§ Your goal: Each line in the records below, from the one that contains "use chrono::NaiveDate;" to the one that contains "pub struct Valuation", should be reproduced exactly, the first and last included.

§ Data provided:

++++++++

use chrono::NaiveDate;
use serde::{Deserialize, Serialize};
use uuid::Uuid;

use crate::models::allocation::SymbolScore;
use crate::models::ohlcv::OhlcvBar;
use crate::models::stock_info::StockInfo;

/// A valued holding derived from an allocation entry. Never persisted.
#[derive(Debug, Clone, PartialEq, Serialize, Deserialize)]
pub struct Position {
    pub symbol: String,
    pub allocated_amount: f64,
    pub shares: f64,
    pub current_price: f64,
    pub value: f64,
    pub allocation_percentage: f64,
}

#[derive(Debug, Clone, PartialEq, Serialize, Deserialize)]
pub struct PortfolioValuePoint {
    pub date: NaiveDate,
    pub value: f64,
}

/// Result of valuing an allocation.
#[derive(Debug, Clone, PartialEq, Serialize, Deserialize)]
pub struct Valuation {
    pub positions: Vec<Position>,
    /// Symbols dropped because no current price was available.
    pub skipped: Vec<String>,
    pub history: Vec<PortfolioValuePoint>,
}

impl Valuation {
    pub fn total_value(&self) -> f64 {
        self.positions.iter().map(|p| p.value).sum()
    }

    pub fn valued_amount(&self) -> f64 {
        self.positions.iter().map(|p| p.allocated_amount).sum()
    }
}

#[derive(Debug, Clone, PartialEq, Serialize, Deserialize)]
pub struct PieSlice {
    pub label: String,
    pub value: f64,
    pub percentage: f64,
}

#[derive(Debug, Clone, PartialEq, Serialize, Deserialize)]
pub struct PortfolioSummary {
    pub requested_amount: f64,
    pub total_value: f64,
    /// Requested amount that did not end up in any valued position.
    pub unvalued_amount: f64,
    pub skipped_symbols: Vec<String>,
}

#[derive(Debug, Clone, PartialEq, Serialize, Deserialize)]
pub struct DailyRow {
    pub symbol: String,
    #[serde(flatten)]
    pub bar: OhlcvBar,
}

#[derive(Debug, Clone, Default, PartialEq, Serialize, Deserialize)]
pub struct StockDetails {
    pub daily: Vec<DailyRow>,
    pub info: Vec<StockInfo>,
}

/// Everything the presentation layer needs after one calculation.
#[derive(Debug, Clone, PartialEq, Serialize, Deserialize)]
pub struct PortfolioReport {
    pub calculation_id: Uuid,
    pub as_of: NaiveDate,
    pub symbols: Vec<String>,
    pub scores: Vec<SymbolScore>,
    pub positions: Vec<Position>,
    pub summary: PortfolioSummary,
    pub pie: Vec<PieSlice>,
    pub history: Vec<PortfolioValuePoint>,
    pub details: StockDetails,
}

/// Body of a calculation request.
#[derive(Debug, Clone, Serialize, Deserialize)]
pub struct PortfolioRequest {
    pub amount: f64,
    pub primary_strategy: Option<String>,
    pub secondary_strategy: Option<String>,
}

++++++++

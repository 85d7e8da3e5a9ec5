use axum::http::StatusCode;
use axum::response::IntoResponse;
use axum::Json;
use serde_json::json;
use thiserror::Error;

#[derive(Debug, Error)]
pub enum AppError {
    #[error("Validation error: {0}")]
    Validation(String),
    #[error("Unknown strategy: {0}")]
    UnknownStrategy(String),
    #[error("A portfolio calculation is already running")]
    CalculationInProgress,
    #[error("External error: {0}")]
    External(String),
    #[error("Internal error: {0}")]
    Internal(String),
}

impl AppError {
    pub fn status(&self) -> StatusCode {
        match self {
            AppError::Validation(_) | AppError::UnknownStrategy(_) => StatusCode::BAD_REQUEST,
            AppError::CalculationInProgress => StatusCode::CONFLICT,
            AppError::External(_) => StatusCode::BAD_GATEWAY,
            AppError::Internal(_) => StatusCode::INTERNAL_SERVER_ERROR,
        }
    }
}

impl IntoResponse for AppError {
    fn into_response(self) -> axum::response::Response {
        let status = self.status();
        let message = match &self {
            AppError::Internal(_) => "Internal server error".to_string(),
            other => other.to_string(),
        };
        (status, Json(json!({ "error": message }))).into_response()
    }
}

++++++++

§ Answer to this problem:
use chrono::NaiveDate;
use serde::{Deserialize, Serialize};
use uuid::Uuid;

use crate::models::allocation::SymbolScore;
use crate::models::ohlcv::OhlcvBar;
use crate::models::stock_info::StockInfo;

/// A valued holding derived from an allocation entry. Never persisted.
#[derive(Debug, Clone, PartialEq, Serialize, Deserialize)]
pub struct Position {
    pub symbol: String,
    pub allocated_amount: f64,
    pub shares: f64,
    pub current_price: f64,
    pub value: f64,
    pub allocation_percentage: f64,
}

#[derive(Debug, Clone, PartialEq, Serialize, Deserialize)]
pub struct PortfolioValuePoint {
    pub date: NaiveDate,
    pub value: f64,
}

/// Result of valuing an allocation.
#[derive(Debug, Clone, PartialEq, Serialize, Deserialize)]
pub struct Valuation {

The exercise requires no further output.